Let us now see what is the doctrine itself. All that we are required as Roman Catholics to believe upon the subject, consists in two propositions, viz.
1st. “That there is a Purgatory." 2d. “That the souls therein detained may be aided by the prayers and suffrages of the faithful." Upon the first of these propositions, a question naturally presents itself. “What is meant by Purgatory?” Confining myself strictly to what is of doctrine, I answer, that it is a place in which some souls suffer for a time before they can enter heaven; but where that place is, or what is the exact nature or duration of the suffering, or what is the exact amount of relief which is received from the suffrages of the faithful, are all topics of conjecture and of opinion, upon which no doctrine is delivered; there is, indeed, a very general belief, that the suffering is from the action of fire, but this is not an article of faith. The souls which are liable to this punishment are those, which, being reconciled to God through the merits of Christ, and thus saved from the punishment of hell, have been subsequently stained with the filth of minor offences, or venial sins, which his mercy does not deem worthy of hell, but his justice deems worthy of punishment: also, those souls which, being saved from perdition by repentance and mercy, yet like the ancient penitents, Moses, and David, and others, had a temporary punishment substituted for the eternal, and not having through life endured or expiated what divine justice thus imposed, are after death, subjected to the temporary endurance equivalent to what remains.
My object now is to show that the belief of the existence of Purgatory was openly professed in the Christian Church after, together with and before, the existence of the penitential discipline, upon the cessation of which, White says it was brought to light, or invented; and, therefore, that his assertion is untrue.
The Latin Church believed in its existence in the thirteenth century, as no one will question; and, although the general opinion then amongst the Greeks was, that the suffering was not by fire, but by the endurance of darkness, labor, and affliction: all those Greeks united with the Catholic Church, and the vast majority of those separated from it, believed as of faith, the two propositions which form the whole substance of our doctrine, and the existence amongst the eastern Christians of a few, who denied their truth, would as little tend to prove the rejection of the doctrine by the Greeks, as the existence of the Albigenses and Vaudois, in the west, would tend to prove that it was rejected by the Latins.

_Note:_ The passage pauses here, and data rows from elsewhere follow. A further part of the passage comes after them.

//! Duel records: individual rounds and the settled result of a whole duel.

use serde::{Deserialize, Serialize};
use std::collections::{BTreeMap, BTreeSet};

use crate::cards::{Card, CardList};
use crate::core::PlayerId;

/// Outcome of a single duel round.
#[derive(Clone, Debug, PartialEq, Eq, Serialize, Deserialize)]
pub enum RoundOutcome {
    /// Only strength cards were played and a unique card decided the round.
    ///
    /// Normally `losers` holds the single lowest card. When resolving a tie of
    /// Traps the highest card wins instead, so `winners` holds the single
    /// highest card and every other card is a loser.
    LowestLost {
        losers: BTreeMap<PlayerId, Card>,
        winners: BTreeMap<PlayerId, Card>,
    },

    /// At least one Counteract was played; everything in play is discarded.
    Counteracted { counteracters: BTreeSet<PlayerId> },

    /// Exactly one Trap was played; its player captures everything in play.
    Trapped { trapper: PlayerId },

    /// A tie, or several Traps. Another round is played among `duelers`.
    ///
    /// `trapping` is true only when this round's recursion was caused by Traps.
    DoubleDuel {
        trapping: bool,
        duelers: BTreeMap<PlayerId, Card>,
    },
}

impl RoundOutcome {
    /// Whether another round follows this one.
    #[must_use]
    pub fn is_double_duel(&self) -> bool {
        matches!(self, RoundOutcome::DoubleDuel { .. })
    }
}

/// One round of a duel: the card each involved player committed, and the outcome.
#[derive(Clone, Debug, PartialEq, Eq, Serialize, Deserialize)]
pub struct DuelRound {
    /// Card played by each involved player.
    pub played: BTreeMap<PlayerId, Card>,

    /// Subset of `played` that was drawn from the deck rather than a hand.
    pub drawn: BTreeMap<PlayerId, Card>,

    pub outcome: RoundOutcome,
}

impl DuelRound {
    /// Players involved in this round.
    pub fn players(&self) -> impl Iterator<Item = PlayerId> + '_ {
        self.played.keys().copied()
    }
}

/// Complete record of a duel and where its cards end up.
#[derive(Clone, Debug, Default, PartialEq, Eq, Serialize, Deserialize)]
pub struct DuelResult {
    /// Rounds in play order. Every round but the last is a double duel.
    pub rounds: Vec<DuelRound>,

    /// Cards going to the discard pile, by the player who played them.
    pub discarded: BTreeMap<PlayerId, CardList>,

    /// Cards returning to the hand of the player who played them.
    pub retained: BTreeMap<PlayerId, CardList>,

    /// Captured cards: trapper -> (victim -> cards).
    pub trapped: BTreeMap<PlayerId, BTreeMap<PlayerId, CardList>>,

    /// Cards played straight from the deck, by player. These also appear in
    /// one of the maps above.
    pub drawn: BTreeMap<PlayerId, CardList>,
}

impl DuelResult {
    /// Players who took part in the first round.
    #[must_use]
    pub fn participants(&self) -> BTreeSet<PlayerId> {
        self.rounds
            .first()
            .map(|round| round.players().collect())
            .unwrap_or_default()
    }

    /// The player who captured cards, if any.
    #[must_use]
    pub fn trapper(&self) -> Option<PlayerId> {
        self.trapped.keys().next().copied()
    }

    /// Total cards committed over all rounds.
    #[must_use]
    pub fn committed_count(&self) -> usize {
        self.rounds.iter().map(|round| round.played.len()).sum()
    }

    /// Total cards discarded, retained, or captured.
    #[must_use]
    pub fn settled_count(&self) -> usize {
        let discarded: usize = self.discarded.values().map(|cards| cards.len()).sum();
        let retained: usize = self.retained.values().map(|cards| cards.len()).sum();
        let trapped: usize = self
            .trapped
            .values()
            .flat_map(|by_victim| by_victim.values())
            .map(|cards| cards.len())
            .sum();
        discarded + retained + trapped
    }

    /// Every committed card has exactly one destination.
    #[must_use]
    pub fn is_conserved(&self) -> bool {
        self.committed_count() == self.settled_count()
    }

    /// Well-formed round sequence: non-empty, only the last round is final.
    #[must_use]
    pub fn is_well_formed(&self) -> bool {
        match self.rounds.split_last() {
            Some((last, earlier)) => {
                !last.outcome.is_double_duel()
                    && earlier.iter().all(|round| round.outcome.is_double_duel())
                    && self.rounds.iter().all(|round| round.played.len() >= 2)
            }
            None => false,
        }
    }

    /// Cards each player gets into their hand: retained plus captured.
    #[must_use]
    pub fn returned_to_hands(&self) -> BTreeMap<PlayerId, CardList> {
        let mut returned = self.retained.clone();
        for (&trapper, by_victim) in &self.trapped {
            returned
                .entry(trapper)
                .or_default()
                .extend(by_victim.values().flatten().copied());
        }
        returned
    }
}

#[cfg(test)]
mod tests {
    use super::*;
    use smallvec::smallvec;

    fn p(id: u8) -> PlayerId {
        PlayerId::new(id)
    }

    fn captured_result() -> DuelResult {
        let played: BTreeMap<_, _> = [(p(0), Card::Trap), (p(1), Card::Ram)].into_iter().collect();
        DuelResult {
            rounds: vec![DuelRound {
                played,
                drawn: BTreeMap::new(),
                outcome: RoundOutcome::Trapped { trapper: p(0) },
            }],
            discarded: [(p(0), smallvec![Card::Trap])].into_iter().collect(),
            retained: BTreeMap::new(),
            trapped: [(p(0), [(p(1), smallvec![Card::Ram])].into_iter().collect())]
                .into_iter()
                .collect(),
            drawn: BTreeMap::new(),
        }
    }

    #[test]
    fn test_counts_and_conservation() {
        let result = captured_result();
        assert_eq!(result.committed_count(), 2);
        assert_eq!(result.settled_count(), 2);
        assert!(result.is_conserved());
        assert!(result.is_well_formed());
        assert_eq!(result.trapper(), Some(p(0)));
        assert_eq!(result.participants(), [p(0), p(1)].into_iter().collect());
    }

    #[test]
    fn test_returned_to_hands_includes_captures() {
        let result = captured_result();
        let returned = result.returned_to_hands();
        assert_eq!(returned.len(), 1);
        assert_eq!(returned[&p(0)].as_slice(), &[Card::Ram]);
    }

    #[test]
    fn test_empty_result_is_not_well_formed() {
        assert!(!DuelResult::default().is_well_formed());
    }
}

I shall now adduce a few passages from the works of eminent witnesses of the Christian faith, in several of the previous centuries, and it will be manifat, from their testimony, that the doctrine of the Church, which in those centuries was conformable to that of those witnesses, was that, of our propositions.

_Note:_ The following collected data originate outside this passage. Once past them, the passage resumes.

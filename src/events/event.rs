//! Public game events.
//!
//! Every event is stamped with the turn count and the player whose turn it
//! was when it was emitted. Events only describe what every player at the
//! table can see: a discarded card is public, a drawn or stolen card is not.

use serde::{Deserialize, Serialize};

use crate::cards::Card;
use crate::core::PlayerId;
use crate::duel::{DuelResult, DuelRound};

/// What happened.
#[derive(Clone, Debug, PartialEq, Eq, Serialize, Deserialize)]
pub enum EventKind {
    /// The up player's turn begins, before they draw.
    StartTurn,

    /// The up player's turn ends, after the duel.
    EndTurn,

    /// The up player drew their card for the turn.
    Draw,

    /// The up player discarded `card` for the turn.
    Discard { card: Card },

    /// The up player stole a card from `target`, who has `remaining` cards left.
    Spied { target: PlayerId, remaining: usize },

    /// `player` has no cards left and is out of the game.
    Eliminated { player: PlayerId },

    /// The draw pile ran out and `previous_discard` was shuffled into it.
    Reshuffled { previous_discard: Vec<Card> },

    /// A round of the current duel was resolved.
    DuelRound(DuelRound),

    /// The duel for the turn finished.
    Duel(DuelResult),
}

/// Identifies an [`EventKind`] variant without its payload.
#[derive(Clone, Copy, Debug, PartialEq, Eq, Hash, Serialize, Deserialize)]
pub enum EventType {
    StartTurn,
    EndTurn,
    Draw,
    Discard,
    Spied,
    Eliminated,
    Reshuffled,
    DuelRound,
    Duel,
}

impl EventKind {
    /// The variant of this event.
    #[must_use]
    pub fn event_type(&self) -> EventType {
        match self {
            EventKind::StartTurn => EventType::StartTurn,
            EventKind::EndTurn => EventType::EndTurn,
            EventKind::Draw => EventType::Draw,
            EventKind::Discard { .. } => EventType::Discard,
            EventKind::Spied { .. } => EventType::Spied,
            EventKind::Eliminated { .. } => EventType::Eliminated,
            EventKind::Reshuffled { .. } => EventType::Reshuffled,
            EventKind::DuelRound(_) => EventType::DuelRound,
            EventKind::Duel(_) => EventType::Duel,
        }
    }
}

/// A public game event.
#[derive(Clone, Debug, PartialEq, Eq, Serialize, Deserialize)]
pub struct GameEvent {
    /// Turn count at emission; 0 before the first turn.
    pub turn: u32,

    /// Player whose turn it was at emission.
    pub up_player: PlayerId,

    pub kind: EventKind,
}

impl GameEvent {
    #[must_use]
    pub fn new(turn: u32, up_player: PlayerId, kind: EventKind) -> Self {
        Self { turn, up_player, kind }
    }

    /// The variant of this event.
    #[must_use]
    pub fn event_type(&self) -> EventType {
        self.kind.event_type()
    }

    /// Whether this event is of type `event_type`.
    #[must_use]
    pub fn is(&self, event_type: EventType) -> bool {
        self.event_type() == event_type
    }
}

impl std::fmt::Display for GameEvent {
    fn fmt(&self, f: &mut std::fmt::Formatter<'_>) -> std::fmt::Result {
        write!(f, "[turn {}, {}] ", self.turn, self.up_player)?;
        match &self.kind {
            EventKind::StartTurn => f.write_str("start turn"),
            EventKind::EndTurn => f.write_str("end turn"),
            EventKind::Draw => f.write_str("draw"),
            EventKind::Discard { card } => write!(f, "discard {card}"),
            EventKind::Spied { target, remaining } => {
                write!(f, "spied {target} ({remaining} cards left)")
            }
            EventKind::Eliminated { player } => write!(f, "{player} eliminated"),
            EventKind::Reshuffled { previous_discard } => {
                write!(f, "reshuffled {} discarded cards", previous_discard.len())
            }
            EventKind::DuelRound(round) => write!(f, "duel round {:?}", round.outcome),
            EventKind::Duel(result) => write!(f, "duel over after {} rounds", result.rounds.len()),
        }
    }
}

#[cfg(test)]
mod tests {
    use super::*;

    #[test]
    fn test_event_type() {
        let event = GameEvent::new(3, PlayerId::new(1), EventKind::Discard { card: Card::Spy });
        assert_eq!(event.event_type(), EventType::Discard);
        assert!(event.is(EventType::Discard));
        assert!(!event.is(EventType::Draw));
    }

    #[test]
    fn test_display() {
        let event = GameEvent::new(
            2,
            PlayerId::new(0),
            EventKind::Spied { target: PlayerId::new(1), remaining: 4 },
        );
        assert_eq!(event.to_string(), "[turn 2, Player 0] spied Player 1 (4 cards left)");
    }

    #[test]
    fn test_serde() {
        let event = GameEvent::new(1, PlayerId::new(0), EventKind::Eliminated { player: PlayerId::new(2) });
        let json = serde_json::to_string(&event).unwrap();
        let back: GameEvent = serde_json::from_str(&json).unwrap();
        assert_eq!(event, back);
    }
}
//! Fixed-size card multiset.

use serde::{Deserialize, Serialize};

use super::catalog::Card;

/// A multiset of cards stored as one counter per card kind.
///
/// Removing a card that is not present is a no-op, so subtracting one
/// collection from another never underflows.
///
/// ## Example
///
/// ```
/// use robopower::cards::{Card, CardCounts};
///
/// let mut counts = CardCounts::full_deck();
/// assert_eq!(counts.count(Card::Trap), 10);
///
/// counts.remove(Card::Trap);
/// assert_eq!(counts.count(Card::Trap), 9);
/// assert_eq!(counts.total(), 98);
/// ```
#[derive(Clone, Copy, Debug, Default, PartialEq, Eq, Hash, Serialize, Deserialize)]
pub struct CardCounts {
    counts: [u8; Card::COUNT],
}

impl CardCounts {
    /// An empty multiset.
    #[must_use]
    pub fn new() -> Self {
        Self::default()
    }

    /// Every card in a full deck.
    #[must_use]
    pub fn full_deck() -> Self {
        let mut counts = [0; Card::COUNT];
        for card in Card::ALL {
            counts[card.index()] = card.multiplicity();
        }
        Self { counts }
    }

    /// Add one copy of `card`.
    pub fn add(&mut self, card: Card) {
        self.counts[card.index()] = self.counts[card.index()].saturating_add(1);
    }

    /// Remove one copy of `card`. Returns false if none was present.
    pub fn remove(&mut self, card: Card) -> bool {
        let slot = &mut self.counts[card.index()];
        if *slot == 0 {
            return false;
        }
        *slot -= 1;
        true
    }

    /// Remove one copy of each card in `cards`.
    pub fn remove_all<'a>(&mut self, cards: impl IntoIterator<Item = &'a Card>) {
        for &card in cards {
            self.remove(card);
        }
    }

    /// Copies of `card` present.
    #[must_use]
    pub fn count(&self, card: Card) -> usize {
        usize::from(self.counts[card.index()])
    }

    /// Copies of all cards matching `predicate`.
    #[must_use]
    pub fn count_matching(&self, predicate: impl Fn(Card) -> bool) -> usize {
        self.iter()
            .filter(|&(card, _)| predicate(card))
            .map(|(_, count)| count)
            .sum()
    }

    /// Total number of cards.
    #[must_use]
    pub fn total(&self) -> usize {
        self.counts.iter().map(|&c| usize::from(c)).sum()
    }

    #[must_use]
    pub fn is_empty(&self) -> bool {
        self.counts.iter().all(|&c| c == 0)
    }

    /// Iterate over (card, count) pairs with a non-zero count, in catalog order.
    pub fn iter(&self) -> impl Iterator<Item = (Card, usize)> + '_ {
        Card::ALL
            .iter()
            .map(|&card| (card, self.count(card)))
            .filter(|&(_, count)| count > 0)
    }

    /// Expand into a list with each card repeated by its count, in catalog order.
    #[must_use]
    pub fn to_vec(&self) -> Vec<Card> {
        self.iter()
            .flat_map(|(card, count)| std::iter::repeat(card).take(count))
            .collect()
    }
}

impl Extend<Card> for CardCounts {
    fn extend<I: IntoIterator<Item = Card>>(&mut self, iter: I) {
        for card in iter {
            self.add(card);
        }
    }
}

impl<'a> Extend<&'a Card> for CardCounts {
    fn extend<I: IntoIterator<Item = &'a Card>>(&mut self, iter: I) {
        self.extend(iter.into_iter().copied());
    }
}

impl FromIterator<Card> for CardCounts {
    fn from_iter<I: IntoIterator<Item = Card>>(iter: I) -> Self {
        let mut counts = Self::new();
        counts.extend(iter);
        counts
    }
}

impl<'a> FromIterator<&'a Card> for CardCounts {
    fn from_iter<I: IntoIterator<Item = &'a Card>>(iter: I) -> Self {
        iter.into_iter().copied().collect()
    }
}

1. St. Bernard, abbot of Clairvaux, in France, who died, aged 63 years, on the 20th of August, 1153, in his Sermon on the Death of Humbert, has the following passage:
“My brethren the irrevocable time flies rapidly away, and whilst you guard against a trifling endurance, you incur a much greater punishment. For be aware of this, that after this present life, those things which we shall have neglected here, will be repaid to us a hundred fold in the places of purgation ; yea, even to the last farthing. I know what a hard thing it is for a dissolute man to undergo discipline, for a talkative man to endure silence, for one accustomed to roving to remain stationary, but it will be harder, much harder to endure future afflictions."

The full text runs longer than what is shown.